When it comes to protecting money, valuables and important information, concerns often go beyond thefts and security breaches.
Environmental resistance and protection in cases of fire are vital to ensure that critical documents and valuables are not lost and a business can continue after a disaster.
To this end, fireproof safes and cabinets work to protect their contents from the extreme conditions caused by fire and are typically used not only for important valuables but also to store dangerous or flammable items that could serve to accelerate a fire.
Fire resistance is based on a set of standardised principles built around protecting for as long as possible.
Fireproof safes, much like fireproof doors and other fire safety equipment, is typically intended to maintain a set lower temperature inside the safe than outside, and are graded by how long they can do this.
There are two typical standards for fire-resistant boxes, safes and storage units, described in BS EN-1047.

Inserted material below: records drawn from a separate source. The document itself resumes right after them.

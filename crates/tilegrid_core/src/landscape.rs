//! Landscape and resource type tables.
//!
//! Both enumerations are closed and stored per tile as their `u8`
//! ordinal. Everything else about a variant (its family, display name,
//! minimap color, which types may border it) lives in static tables so
//! the grid never stores more than one byte per tile for either.

use serde::{Deserialize, Serialize};

// ============================================================================
// Landscape Families
// ============================================================================

/// Coarse grouping of landscape types used by the neighbor relation.
///
/// Two tiles may only touch when their families are the same or are
/// listed as compatible in [`LandscapeFamily::can_border`].
#[derive(Debug, Clone, Copy, PartialEq, Eq, Hash, Serialize, Deserialize)]
pub enum LandscapeFamily {
    /// Open water deeper than the shoreline band.
    DeepWater,
    /// The shallow band directly at the shore.
    ShallowWater,
    /// Rivers crossing land.
    River,
    /// Beach sand between water and land.
    Sand,
    /// Grass, earth and the ground types derived from them.
    Green,
    /// Desert and its flattened forms.
    Desert,
    /// Mountain and the border ring around it.
    Mountain,
    /// Snow caps on top of mountains.
    Snow,
}

impl LandscapeFamily {
    /// Whether tiles of these two families may be adjacent.
    ///
    /// The relation is symmetric.
    #[must_use]
    pub const fn can_border(self, other: Self) -> bool {
        use LandscapeFamily::*;

        matches!(
            (self, other),
            (DeepWater, DeepWater)
                | (ShallowWater, ShallowWater)
                | (River, River)
                | (Sand, Sand)
                | (Green, Green)
                | (Desert, Desert)
                | (Mountain, Mountain)
                | (Snow, Snow)
                | (DeepWater, ShallowWater)
                | (ShallowWater, DeepWater)
                | (ShallowWater, Sand)
                | (Sand, ShallowWater)
                | (ShallowWater, River)
                | (River, ShallowWater)
                | (River, Green)
                | (Green, River)
                | (Sand, Green)
                | (Green, Sand)
                | (Sand, Desert)
                | (Desert, Sand)
                | (Green, Desert)
                | (Desert, Green)
                | (Green, Mountain)
                | (Mountain, Green)
                | (Desert, Mountain)
                | (Mountain, Desert)
                | (Mountain, Snow)
                | (Snow, Mountain)
        )
    }
}

// ============================================================================
// Landscape Types
// ============================================================================

/// Landscape type of a single tile.
///
/// The discriminant is the stored ordinal. `Grass` is ordinal 0 so a
/// zero-initialized grid is all grass.
#[derive(Debug, Clone, Copy, PartialEq, Eq, Hash, Default, Serialize, Deserialize)]
#[repr(u8)]
pub enum LandscapeType {
    /// Plain grass.
    #[default]
    Grass = 0,
    /// Dry grass.
    DryGrass,
    /// Bare earth.
    Earth,
    /// Dry, cracked earth.
    DryEarth,
    /// Gravel.
    Gravel,
    /// Moorland.
    Moor,
    /// Mud.
    Mud,
    /// Ground flattened by traffic or construction.
    Flattened,
    /// Desert sand.
    Desert,
    /// Flattened desert.
    FlattenedDesert,
    /// Flattened desert with a hard edge, used under large buildings.
    SharpFlattenedDesert,
    /// Beach sand.
    Sand,
    /// Transition ring around mountains.
    MountainBorder,
    /// Mountain; the only type holding minable resources.
    Mountain,
    /// Snow.
    Snow,
    /// River, narrowest.
    River1,
    /// River.
    River2,
    /// River.
    River3,
    /// River, widest.
    River4,
    /// Shallow water at the shore; fish can be summoned here.
    Water1,
    /// Water.
    Water2,
    /// Water.
    Water3,
    /// Water.
    Water4,
    /// Water.
    Water5,
    /// Water.
    Water6,
    /// Water.
    Water7,
    /// Deepest water.
    Water8,
}

/// Static data attached to every [`LandscapeType`].
#[derive(Debug, Clone, Copy, PartialEq, Eq)]
pub struct LandscapeInfo {
    /// Family used for neighbor legality.
    pub family: LandscapeFamily,
    /// Human readable name.
    pub display_name: &'static str,
    /// RGB color used for minimaps and preview images.
    pub minimap_color: [u8; 3],
}

const fn info(
    family: LandscapeFamily,
    display_name: &'static str,
    minimap_color: [u8; 3],
) -> LandscapeInfo {
    LandscapeInfo {
        family,
        display_name,
        minimap_color,
    }
}

/// Indexed by ordinal; order must match the enum declaration.
static LANDSCAPE_INFO: [LandscapeInfo; LandscapeType::COUNT] = {
    use LandscapeFamily::*;
    [
        info(Green, "Grass", [0x3c, 0x8c, 0x28]),
        info(Green, "Dry grass", [0x7a, 0x8c, 0x3a]),
        info(Green, "Earth", [0x6e, 0x50, 0x2c]),
        info(Green, "Dry earth", [0x8a, 0x6c, 0x44]),
        info(Green, "Gravel", [0x84, 0x84, 0x7c]),
        info(Green, "Moor", [0x4a, 0x40, 0x30]),
        info(Green, "Mud", [0x5a, 0x44, 0x28]),
        info(Green, "Flattened", [0x90, 0x78, 0x50]),
        info(Desert, "Desert", [0xd8, 0xc0, 0x78]),
        info(Desert, "Flattened desert", [0xc8, 0xb0, 0x70]),
        info(Desert, "Sharp flattened desert", [0xc0, 0xa8, 0x68]),
        info(Sand, "Sand", [0xe8, 0xd8, 0x98]),
        info(Mountain, "Mountain border", [0x78, 0x70, 0x68]),
        info(Mountain, "Mountain", [0x60, 0x58, 0x50]),
        info(Snow, "Snow", [0xf0, 0xf0, 0xf8]),
        info(River, "River", [0x40, 0x70, 0xc0]),
        info(River, "River", [0x3c, 0x6c, 0xbc]),
        info(River, "River", [0x38, 0x68, 0xb8]),
        info(River, "River", [0x34, 0x64, 0xb4]),
        info(ShallowWater, "Shallow water", [0x40, 0x80, 0xd0]),
        info(DeepWater, "Water", [0x38, 0x78, 0xc8]),
        info(DeepWater, "Water", [0x34, 0x70, 0xc0]),
        info(DeepWater, "Water", [0x30, 0x68, 0xb8]),
        info(DeepWater, "Water", [0x2c, 0x60, 0xb0]),
        info(DeepWater, "Water", [0x28, 0x58, 0xa8]),
        info(DeepWater, "Water", [0x24, 0x50, 0xa0]),
        info(DeepWater, "Deep water", [0x20, 0x48, 0x98]),
    ]
};

impl LandscapeType {
    /// Number of landscape types.
    pub const COUNT: usize = 27;

    /// All landscape types in ordinal order.
    pub const ALL: [Self; Self::COUNT] = [
        Self::Grass,
        Self::DryGrass,
        Self::Earth,
        Self::DryEarth,
        Self::Gravel,
        Self::Moor,
        Self::Mud,
        Self::Flattened,
        Self::Desert,
        Self::FlattenedDesert,
        Self::SharpFlattenedDesert,
        Self::Sand,
        Self::MountainBorder,
        Self::Mountain,
        Self::Snow,
        Self::River1,
        Self::River2,
        Self::River3,
        Self::River4,
        Self::Water1,
        Self::Water2,
        Self::Water3,
        Self::Water4,
        Self::Water5,
        Self::Water6,
        Self::Water7,
        Self::Water8,
    ];

    /// Stored ordinal of this type.
    #[must_use]
    pub const fn ordinal(self) -> u8 {
        self as u8
    }

    /// Look up a type by ordinal.
    /// Returns `None` for ordinals outside the table.
    #[must_use]
    pub const fn from_ordinal(ordinal: u8) -> Option<Self> {
        if (ordinal as usize) < Self::COUNT {
            Some(Self::ALL[ordinal as usize])
        } else {
            None
        }
    }

    /// Static data for this type.
    #[must_use]
    pub fn info(self) -> &'static LandscapeInfo {
        &LANDSCAPE_INFO[self as usize]
    }

    /// Family of this type.
    #[must_use]
    pub fn family(self) -> LandscapeFamily {
        self.info().family
    }

    /// True for rivers and all water tiers.
    #[must_use]
    pub fn is_water(self) -> bool {
        matches!(
            self.family(),
            LandscapeFamily::DeepWater | LandscapeFamily::ShallowWater | LandscapeFamily::River
        )
    }

    /// True for the two flattened types that decay back over time.
    #[must_use]
    pub const fn is_flattened(self) -> bool {
        matches!(self, Self::Flattened | Self::FlattenedDesert)
    }

    /// Whether a tile of type `other` may sit next to a tile of this type.
    ///
    /// Family compatibility applies first. On top of that, flattened grass
    /// refuses desert and beach neighbors; those borders need
    /// [`LandscapeType::FlattenedDesert`] instead.
    #[must_use]
    pub fn is_allowed_neighbor(self, other: Self) -> bool {
        if self.flattened_grass_conflict(other) || other.flattened_grass_conflict(self) {
            return false;
        }
        self.family().can_border(other.family())
    }

    fn flattened_grass_conflict(self, other: Self) -> bool {
        self == Self::Flattened
            && matches!(
                other.family(),
                LandscapeFamily::Desert | LandscapeFamily::Sand
            )
    }
}

// ============================================================================
// Resource Types
// ============================================================================

/// Resource deposited on a tile.
///
/// `Nothing` is ordinal 0 so a zero-initialized grid holds no resources.
#[derive(Debug, Clone, Copy, PartialEq, Eq, Hash, Default, Serialize, Deserialize)]
#[repr(u8)]
pub enum ResourceType {
    /// No resource.
    #[default]
    Nothing = 0,
    /// Fish, found in water.
    Fish,
    /// Coal, found in mountains.
    Coal,
    /// Iron ore, found in mountains.
    IronOre,
    /// Gold ore, found in mountains.
    GoldOre,
    /// Gemstones, found in mountains.
    Gemstone,
    /// Brimstone, found in mountains.
    Brimstone,
}

impl ResourceType {
    /// Number of resource types.
    pub const COUNT: usize = 7;

    /// All resource types in ordinal order.
    pub const ALL: [Self; Self::COUNT] = [
        Self::Nothing,
        Self::Fish,
        Self::Coal,
        Self::IronOre,
        Self::GoldOre,
        Self::Gemstone,
        Self::Brimstone,
    ];

    /// Stored ordinal of this type.
    #[must_use]
    pub const fn ordinal(self) -> u8 {
        self as u8
    }

    /// Look up a type by ordinal.
    #[must_use]
    pub const fn from_ordinal(ordinal: u8) -> Option<Self> {
        if (ordinal as usize) < Self::COUNT {
            Some(Self::ALL[ordinal as usize])
        } else {
            None
        }
    }

    /// Short display name.
    #[must_use]
    pub const fn display_name(self) -> &'static str {
        match self {
            Self::Nothing => "Nothing",
            Self::Fish => "Fish",
            Self::Coal => "Coal",
            Self::IronOre => "Iron ore",
            Self::GoldOre => "Gold ore",
            Self::Gemstone => "Gemstone",
            Self::Brimstone => "Brimstone",
        }
    }
}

Document safes are graded to keep the safe’s innards lower than 177°C (351°F), which is the burning point of paper documents, whilst data safes are designed to be kept at a temperature lower than 55°C to protect electronics.
Both of these types of safe need to maintain this low temperature even in the middle of a fire, which is tested at 1,000°C, and 30-minute increments.
This helps to determine the overall time a safe can be on fire before damage is caused to the contents of the safe.
Impact tests are also done, to ensure that a fall caused by, for example, the collapse of a burning building does not damage the contents of the document or affect the fireproof grade.